**The data**:

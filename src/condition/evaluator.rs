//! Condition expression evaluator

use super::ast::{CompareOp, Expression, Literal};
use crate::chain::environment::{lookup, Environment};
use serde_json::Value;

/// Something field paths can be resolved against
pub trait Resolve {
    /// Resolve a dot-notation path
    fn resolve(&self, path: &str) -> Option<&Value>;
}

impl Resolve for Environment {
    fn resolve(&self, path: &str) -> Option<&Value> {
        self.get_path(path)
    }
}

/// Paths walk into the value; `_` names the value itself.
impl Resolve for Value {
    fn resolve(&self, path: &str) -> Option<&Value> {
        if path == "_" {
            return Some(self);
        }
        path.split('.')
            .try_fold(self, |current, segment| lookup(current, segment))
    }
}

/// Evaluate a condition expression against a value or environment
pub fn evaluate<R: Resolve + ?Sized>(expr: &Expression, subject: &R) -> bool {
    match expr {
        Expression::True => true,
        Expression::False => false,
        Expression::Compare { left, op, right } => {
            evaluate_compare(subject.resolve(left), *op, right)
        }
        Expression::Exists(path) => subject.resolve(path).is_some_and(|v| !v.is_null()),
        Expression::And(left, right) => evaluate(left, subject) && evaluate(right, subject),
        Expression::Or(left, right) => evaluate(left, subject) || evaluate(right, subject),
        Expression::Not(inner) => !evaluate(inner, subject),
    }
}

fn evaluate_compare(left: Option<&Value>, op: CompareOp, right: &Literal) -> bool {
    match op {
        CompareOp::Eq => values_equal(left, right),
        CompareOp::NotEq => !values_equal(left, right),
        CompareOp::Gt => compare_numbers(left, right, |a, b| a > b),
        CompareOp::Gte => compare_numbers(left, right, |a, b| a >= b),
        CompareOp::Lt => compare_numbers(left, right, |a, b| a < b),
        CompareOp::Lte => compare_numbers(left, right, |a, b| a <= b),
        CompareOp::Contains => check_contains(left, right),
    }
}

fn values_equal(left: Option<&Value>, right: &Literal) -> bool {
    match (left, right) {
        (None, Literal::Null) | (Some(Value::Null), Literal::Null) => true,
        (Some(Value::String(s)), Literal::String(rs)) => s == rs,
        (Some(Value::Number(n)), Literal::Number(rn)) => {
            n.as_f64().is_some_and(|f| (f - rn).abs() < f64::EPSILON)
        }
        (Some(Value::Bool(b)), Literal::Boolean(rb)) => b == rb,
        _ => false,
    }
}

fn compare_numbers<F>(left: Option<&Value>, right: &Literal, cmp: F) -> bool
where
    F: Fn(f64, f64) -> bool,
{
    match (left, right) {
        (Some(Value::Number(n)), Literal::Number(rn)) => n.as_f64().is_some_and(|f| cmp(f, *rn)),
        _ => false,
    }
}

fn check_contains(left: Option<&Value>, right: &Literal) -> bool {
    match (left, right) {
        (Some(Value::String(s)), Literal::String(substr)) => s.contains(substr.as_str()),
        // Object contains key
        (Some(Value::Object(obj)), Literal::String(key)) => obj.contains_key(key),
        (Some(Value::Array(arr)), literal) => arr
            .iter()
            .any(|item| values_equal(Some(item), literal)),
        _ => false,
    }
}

**Problem description**: Set down the lines from the one with "(Some(Value::Array(arr)), literal) =>" through the end of the data above. Keep each exactly as written and add no other line.

**Exercise result**:
        (Some(Value::Array(arr)), literal) => arr
            .iter()
            .any(|item| values_equal(Some(item), literal)),
        _ => false,
    }
}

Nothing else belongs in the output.